I did my own re flow and I used very thin layer of solder paste we mostly use here (that cheap budget mechanic solder paste in syringe) and I got similar performance to L4P test.
Yes I also find that confusing but I know that my test subjects Osram white flat performs as in L4P test. And since I am testing it for more than month in fet dd setup I know it is robust emitter that will work without any issue with low current 18650 cell like LGBD1 and that it can even survive abusing with high current cell like Samsung 30Q but I don’t recommend that to anyone. Why would anyone want to run emitter on 7A if it has best performance on 5.5A?

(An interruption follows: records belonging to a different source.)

//! Narrative chunking.
//!
//! [`RecursiveChunker`] splits text on the most natural boundary available:
//! paragraph breaks first, then line breaks, then spaces. Pieces that fit are
//! merged back into chunks of at most `chunk_size` characters, carrying up to
//! `chunk_overlap` trailing characters into the next chunk. A segment with no
//! separator left is cut into fixed windows that advance by
//! `chunk_size - chunk_overlap` characters.
//!
//! All sizes are measured in `char`s, so multi-byte text is never split inside
//! a code point.

use std::collections::VecDeque;

use crate::config::RagConfig;
use crate::document::{Chunk, Metadata, Record};
use crate::error::{RagError, Result};

/// Separators tried in order of preference.
const SEPARATORS: [&str; 3] = ["\n\n", "\n", " "];

/// A strategy for splitting narratives into chunks.
pub trait Chunker: Send + Sync {
    /// Split `text` into chunks, each owning a copy of `metadata`.
    ///
    /// Returns an empty `Vec` if the text is empty or whitespace.
    fn split(&self, text: &str, metadata: &Metadata) -> Vec<Chunk>;

    /// Split a record's narrative, attaching the record's full metadata.
    ///
    /// Records without a narrative produce no chunks.
    fn chunk_record(&self, record: &Record) -> Vec<Chunk> {
        match record.narrative_text() {
            Some(text) => self.split(text, &record.to_metadata()),
            None => Vec::new(),
        }
    }
}

/// Splits text hierarchically: paragraphs → lines → words → fixed windows.
///
/// # Example
///
/// ```rust,ignore
/// use complaint_rag::{Chunker, RecursiveChunker};
///
/// let chunker = RecursiveChunker::new(500, 50)?;
/// let chunks = chunker.chunk_record(&record);
/// ```
#[derive(Debug, Clone)]
pub struct RecursiveChunker {
    chunk_size: usize,
    chunk_overlap: usize,
}

impl RecursiveChunker {
    /// Create a new `RecursiveChunker`.
    ///
    /// # Arguments
    ///
    /// * `chunk_size`: maximum number of characters per chunk
    /// * `chunk_overlap`: characters shared between consecutive chunks
    ///
    /// # Errors
    ///
    /// Returns [`RagError::ConfigError`] if `chunk_size` is zero or
    /// `chunk_overlap >= chunk_size`.
    pub fn new(chunk_size: usize, chunk_overlap: usize) -> Result<Self> {
        if chunk_size == 0 {
            return Err(RagError::ConfigError("chunk_size must be greater than zero".into()));
        }
        if chunk_overlap >= chunk_size {
            return Err(RagError::ConfigError(format!(
                "chunk_overlap ({chunk_overlap}) must be less than chunk_size ({chunk_size})"
            )));
        }
        Ok(Self { chunk_size, chunk_overlap })
    }

    /// Create a chunker from the chunk settings of a [`RagConfig`].
    pub fn from_config(config: &RagConfig) -> Result<Self> {
        Self::new(config.chunk_size, config.chunk_overlap)
    }

    /// Maximum characters per chunk.
    pub fn chunk_size(&self) -> usize {
        self.chunk_size
    }

    /// Characters shared between consecutive chunks.
    pub fn chunk_overlap(&self) -> usize {
        self.chunk_overlap
    }

    /// Split text into chunk strings without attaching metadata.
    pub fn split_text(&self, text: &str) -> Vec<String> {
        let text = text.trim();
        if text.is_empty() {
            return Vec::new();
        }
        self.split_at_level(text, 0)
    }

    fn split_at_level(&self, text: &str, level: usize) -> Vec<String> {
        if char_len(text) <= self.chunk_size {
            let trimmed = text.trim();
            return if trimmed.is_empty() { Vec::new() } else { vec![trimmed.to_string()] };
        }

        let Some(&separator) = SEPARATORS.get(level) else {
            return self.split_windows(text);
        };
        if !text.contains(separator) {
            return self.split_at_level(text, level + 1);
        }

        let mut chunks = Vec::new();
        let mut fitting: Vec<&str> = Vec::new();

        for piece in text.split(separator).filter(|p| !p.trim().is_empty()) {
            if char_len(piece) <= self.chunk_size {
                fitting.push(piece);
                continue;
            }
            // Flush what fits so far, then descend into the oversized piece.
            if !fitting.is_empty() {
                chunks.extend(self.merge(&fitting, separator));
                fitting.clear();
            }
            chunks.extend(self.split_at_level(piece, level + 1));
        }

        if !fitting.is_empty() {
            chunks.extend(self.merge(&fitting, separator));
        }

        chunks
    }

    /// Greedily join pieces with `separator` into chunks of at most
    /// `chunk_size` characters. After each emitted chunk, trailing pieces
    /// totalling at most `chunk_overlap` characters seed the next one.
    fn merge(&self, pieces: &[&str], separator: &str) -> Vec<String> {
        let sep_len = char_len(separator);
        let mut chunks = Vec::new();
        let mut window: VecDeque<(&str, usize)> = VecDeque::new();
        let mut total = 0;

        for &piece in pieces {
            let len = char_len(piece);
            let joint = if window.is_empty() { 0 } else { sep_len };

            if total + len + joint > self.chunk_size && !window.is_empty() {
                push_joined(&mut chunks, &window, separator);

                while total > 0
                    && (total > self.chunk_overlap
                        || total + len + if window.is_empty() { 0 } else { sep_len }
                            > self.chunk_size)
                {
                    let Some((_, first_len)) = window.pop_front() else {
                        break;
                    };
                    total -= first_len + if window.is_empty() { 0 } else { sep_len };
                }
            }

            total += len + if window.is_empty() { 0 } else { sep_len };
            window.push_back((piece, len));
        }

        push_joined(&mut chunks, &window, separator);
        chunks
    }

    /// Hard character cut used when no separator is left.
    fn split_windows(&self, text: &str) -> Vec<String> {
        let chars: Vec<char> = text.chars().collect();
        let step = self.chunk_size - self.chunk_overlap;
        let mut chunks = Vec::new();
        let mut start = 0;

        loop {
            let end = (start + self.chunk_size).min(chars.len());
            let window: String = chars[start..end].iter().collect();
            let trimmed = window.trim();
            if !trimmed.is_empty() {
                chunks.push(trimmed.to_string());
            }
            if end == chars.len() {
                break;
            }
            start += step;
        }

        chunks
    }
}

impl Chunker for RecursiveChunker {
    fn split(&self, text: &str, metadata: &Metadata) -> Vec<Chunk> {
        self.split_text(text)
            .into_iter()
            .map(|text| Chunk { text, metadata: metadata.clone() })
            .collect()
    }
}

fn char_len(s: &str) -> usize {
    s.chars().count()
}

fn push_joined(chunks: &mut Vec<String>, window: &VecDeque<(&str, usize)>, separator: &str) {
    if window.is_empty() {
        return;
    }
    let joined = window.iter().map(|(piece, _)| *piece).collect::<Vec<_>>().join(separator);
    let trimmed = joined.trim();
    if !trimmed.is_empty() {
        chunks.push(trimmed.to_string());
    }
}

So yes. Barkuti is right. If you want to be worry free get regulated drivers, but if you insist on FET DD be very careful and use low current cell or you could fry something out
52KCd in Godmes T01 (14500)
118KCd in Olight M22 (30Q)
Original driver in both. The main difficulty of this led is propperly focusing. It was impossible to focus the TK61 (600KCd max) and Warsung MX900 (83KCd max)
FYI. For the record, I’m not trolling anyone here, Jack, nor am I trolling anytime, period.
Other readers didn’t exactly agree with you 1:1 on every single technical point, observation, or at times confusing or contradictory comments you’ve made until you further clarified your comments but that doesn’t mean they obviously don’t understand or didn’t read. That includes me.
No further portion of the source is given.